» About this task: Return exactly the span of lines in the following data that opens with the line containing "already exists externally." and closes with the line containing "key would serialize". Include nothing else.

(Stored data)

# # # # # # #

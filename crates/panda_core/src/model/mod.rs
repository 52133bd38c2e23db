//! Domain model persisted by the document store.
//!
//! # Responsibility
//! - Define the in-memory shape of every stored entity.
//! - Keep identity rules next to the entity they apply to.
//!
//! # Invariants
//! - Every stored entity carries a stable identifier.

pub mod backend;
//! Backend domain model.
//!
//! # Responsibility
//! - Define the storage backend record and its document mapping.
//! - Generate identity for records created without one.
//!
//! # Invariants
//! - `id` is stable once assigned and never reused for another backend.
//! - Unknown document fields survive a read/write cycle through `extra`.
//! - `extra` never holds a key that a named field serializes to.

use serde::{Deserialize, Serialize};
use serde_json::{Map, Value};
use std::error::Error;
use std::fmt::{Display, Formatter};
use uuid::Uuid;

/// Document keys owned by the named fields of [`Backend`].
pub const RESERVED_FIELDS: &[&str] = &[
    "id",
    "tenantId",
    "userId",
    "name",
    "type",
    "region",
    "endpoint",
    "bucketName",
    "access",
    "security",
];

/// Stable identifier for a stored backend.
pub type BackendId = Uuid;

/// Storage backend registration persisted as one document.
///
/// Named attributes are optional; anything else a caller stores is kept in
/// `extra` and flattened into the same document.
#[derive(Debug, Clone, Default, PartialEq, Serialize, Deserialize)]
#[serde(rename_all = "camelCase")]
pub struct Backend {
    /// Assigned on create when absent.
    #[serde(default, skip_serializing_if = "Option::is_none")]
    pub id: Option<BackendId>,
    #[serde(default, skip_serializing_if = "Option::is_none")]
    pub tenant_id: Option<String>,
    #[serde(default, skip_serializing_if = "Option::is_none")]
    pub user_id: Option<String>,
    #[serde(default, skip_serializing_if = "Option::is_none")]
    pub name: Option<String>,
    /// Serialized as `type` to match the stored document naming.
    #[serde(rename = "type", default, skip_serializing_if = "Option::is_none")]
    pub kind: Option<String>,
    #[serde(default, skip_serializing_if = "Option::is_none")]
    pub region: Option<String>,
    #[serde(default, skip_serializing_if = "Option::is_none")]
    pub endpoint: Option<String>,
    #[serde(default, skip_serializing_if = "Option::is_none")]
    pub bucket_name: Option<String>,
    #[serde(default, skip_serializing_if = "Option::is_none")]
    pub access: Option<String>,
    #[serde(default, skip_serializing_if = "Option::is_none")]
    pub security: Option<String>,
    #[serde(flatten)]
    pub extra: Map<String, Value>,
}

impl Backend {
    /// Creates an unsaved backend with the given name and no identity yet.
    pub fn new(name: impl Into<String>) -> Self {
        Self {
            name: Some(name.into()),
            ..Self::default()
        }
    }

    /// Creates a backend with a caller-provided identity.
    ///
    /// Used by import paths where identity already exists externally.
    pub fn with_id(id: BackendId, name: impl Into<String>) -> Self {
        Self {
            id: Some(id),
            ..Self::new(name)
        }
    }

    /// Returns the identity, generating one first when it is missing.
    pub fn ensure_id(&mut self) -> BackendId {
        *self.id.get_or_insert_with(Uuid::new_v4)
    }

    /// Stores an arbitrary extra field in the document.
    ///
    /// Reserved keys are accepted here and rejected by [`Backend::validate`].
    pub fn set_extra(&mut self, key: impl Into<String>, value: impl Into<Value>) {
        self.extra.insert(key.into(), value.into());
    }

    /// Validates the document shape before it is written.
    ///
    /// A flattened `extra` key equal to a named field's key would serialize
    /// the same key twice, and the stored document could not be read back.
    pub fn validate(&self) -> Result<(), BackendValidationError> {
        match self
            .extra
            .keys()
            .find(|key| RESERVED_FIELDS.contains(&key.as_str()))
        {
            Some(key) => Err(BackendValidationError::ReservedExtraField(key.clone())),
            None => Ok(()),
        }
    }
}

/// Backend document validation errors.
#[derive(Debug, Clone, PartialEq, Eq)]
pub enum BackendValidationError {
    ReservedExtraField(String),
}

impl Display for BackendValidationError {
    fn fmt(&self, f: &mut Formatter<'_>) -> std::fmt::Result {
        match self {
            Self::ReservedExtraField(key) => {
                write!(f, "extra field collides with a named field: {key}")
            }
        }
    }
}

impl Error for BackendValidationError {}
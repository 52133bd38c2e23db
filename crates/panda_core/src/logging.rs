//! Process-wide logging bootstrap.
//!
//! # Responsibility
//! - Start the `flexi_logger` backend exactly once per process.
//! - Route core `log` events to rolling files or to stderr.
//!
//! # Invariants
//! - Initialization is idempotent for the same level and target.
//! - A second initialization with a different level or target is rejected.
//! - Initialization never panics.

use flexi_logger::{Cleanup, Criterion, FileSpec, Logger, LoggerHandle, Naming, WriteMode};
use log::{error, info};
use once_cell::sync::OnceCell;
use std::fmt::{Display, Formatter};
use std::path::{Path, PathBuf};

const LOG_FILE_BASENAME: &str = "panda";
const MAX_LOG_FILE_SIZE_BYTES: u64 = 10 * 1024 * 1024;
const MAX_LOG_FILES: usize = 5;
const MAX_PANIC_PAYLOAD_CHARS: usize = 160;

static LOGGING_STATE: OnceCell<LoggingState> = OnceCell::new();
static PANIC_HOOK_INSTALLED: OnceCell<()> = OnceCell::new();

/// Destination for log output.
#[derive(Debug, Clone, PartialEq, Eq)]
pub enum LogTarget {
    /// Rolling files under an absolute directory.
    Directory(PathBuf),
    Stderr,
}

impl LogTarget {
    /// Builds a directory target, rejecting empty or relative paths.
    pub fn directory(log_dir: &str) -> Result<Self, String> {
        let trimmed = log_dir.trim();
        if trimmed.is_empty() {
            return Err("log_dir cannot be empty".to_string());
        }
        let path = Path::new(trimmed);
        if !path.is_absolute() {
            return Err(format!("log_dir must be an absolute path, got `{trimmed}`"));
        }
        Ok(Self::Directory(path.to_path_buf()))
    }
}

impl Display for LogTarget {
    fn fmt(&self, f: &mut Formatter<'_>) -> std::fmt::Result {
        match self {
            Self::Directory(dir) => write!(f, "{}", dir.display()),
            Self::Stderr => write!(f, "stderr"),
        }
    }
}

struct LoggingState {
    level: &'static str,
    target: LogTarget,
    _logger: LoggerHandle,
}

/// Initializes logging with `level` for `target`.
///
/// # Errors
/// - Returns an error when `level` is unsupported.
/// - Returns an error when the log directory cannot be created.
/// - Returns an error when logging is already active with other settings.
pub fn init_logging(level: &str, target: LogTarget) -> Result<(), String> {
    let normalized_level = normalize_level(level)?;

    let state = LOGGING_STATE.get_or_try_init(|| start_logger(normalized_level, &target))?;

    if state.target != target {
        return Err(format!(
            "logging already initialized for `{}`; refusing to switch to `{}`",
            state.target, target
        ));
    }
    if state.level != normalized_level {
        return Err(format!(
            "logging already initialized with level `{}`; refusing to switch to `{}`",
            state.level, normalized_level
        ));
    }

    Ok(())
}

/// Returns `(level, target)` of active logging, or `None` before init.
pub fn logging_status() -> Option<(&'static str, LogTarget)> {
    LOGGING_STATE
        .get()
        .map(|state| (state.level, state.target.clone()))
}

/// Returns the default log level for current build mode.
pub fn default_log_level() -> &'static str {
    if cfg!(debug_assertions) {
        "debug"
    } else {
        "info"
    }
}

fn start_logger(level: &'static str, target: &LogTarget) -> Result<LoggingState, String> {
    let logger = Logger::try_with_str(level)
        .map_err(|err| format!("invalid log level `{level}`: {err}"))?;

    let logger = match target {
        LogTarget::Directory(dir) => {
            std::fs::create_dir_all(dir).map_err(|err| {
                format!("failed to create log directory `{}`: {err}", dir.display())
            })?;
            logger
                .log_to_file(
                    FileSpec::default()
                        .directory(dir.as_path())
                        .basename(LOG_FILE_BASENAME),
                )
                .rotate(
                    Criterion::Size(MAX_LOG_FILE_SIZE_BYTES),
                    Naming::Numbers,
                    Cleanup::KeepLogFiles(MAX_LOG_FILES),
                )
                .write_mode(WriteMode::BufferAndFlush)
                .append()
                .format_for_files(flexi_logger::detailed_format)
                .start()
        }
        LogTarget::Stderr => logger
            .log_to_stderr()
            .format_for_stderr(flexi_logger::default_format)
            .start(),
    }
    .map_err(|err| format!("failed to start logger: {err}"))?;

    install_panic_hook_once();

    info!(
        "event=logging_init module=core status=ok level={} target={} version={}",
        level,
        target,
        env!("CARGO_PKG_VERSION")
    );

    Ok(LoggingState {
        level,
        target: target.clone(),
        _logger: logger,
    })
}

fn normalize_level(level: &str) -> Result<&'static str, String> {
    match level.trim().to_ascii_lowercase().as_str() {
        "trace" => Ok("trace"),
        "debug" => Ok("debug"),
        "info" => Ok("info"),
        "warn" | "warning" => Ok("warn"),
        "error" => Ok("error"),
        other => Err(format!(
            "unsupported log level `{other}`; expected trace|debug|info|warn|error"
        )),
    }
}

fn install_panic_hook_once() {
    if PANIC_HOOK_INSTALLED.get().is_some() {
        return;
    }

    let previous_hook = std::panic::take_hook();
    std::panic::set_hook(Box::new(move |panic_info| {
        // Payload may carry document contents; cap and flatten it.
        let location = panic_info
            .location()
            .map(|loc| format!("{}:{}", loc.file(), loc.line()))
            .unwrap_or_else(|| "unknown".to_string());
        let payload = panic_payload_summary(panic_info);
        error!(
            "event=panic_captured module=core status=error location={} payload={}",
            location, payload
        );
        previous_hook(panic_info);
    }));

    let _ = PANIC_HOOK_INSTALLED.set(());
}

fn panic_payload_summary(info: &std::panic::PanicHookInfo<'_>) -> String {
    let payload = if let Some(message) = info.payload().downcast_ref::<&str>() {
        (*message).to_string()
    } else if let Some(message) = info.payload().downcast_ref::<String>() {
        message.clone()
    } else {
        "non-string panic payload".to_string()
    };

    sanitize_message(&payload, MAX_PANIC_PAYLOAD_CHARS)
}

fn sanitize_message(value: &str, max_chars: usize) -> String {
    let normalized = value.replace(['\n', '\r'], " ");
    let mut truncated = normalized.chars().take(max_chars).collect::<String>();
    if normalized.chars().count() > max_chars {
        truncated.push_str("...");
    }
    truncated
}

# # # # # # #

» Answer box:
    /// Used by import paths where identity already exists externally.
    pub fn with_id(id: BackendId, name: impl Into<String>) -> Self {
        Self {
            id: Some(id),
            ..Self::new(name)
        }
    }

    /// Returns the identity, generating one first when it is missing.
    pub fn ensure_id(&mut self) -> BackendId {
        *self.id.get_or_insert_with(Uuid::new_v4)
    }

    /// Stores an arbitrary extra field in the document.
    ///
    /// Reserved keys are accepted here and rejected by [`Backend::validate`].
    pub fn set_extra(&mut self, key: impl Into<String>, value: impl Into<Value>) {
        self.extra.insert(key.into(), value.into());
    }

    /// Validates the document shape before it is written.
    ///
    /// A flattened `extra` key equal to a named field's key would serialize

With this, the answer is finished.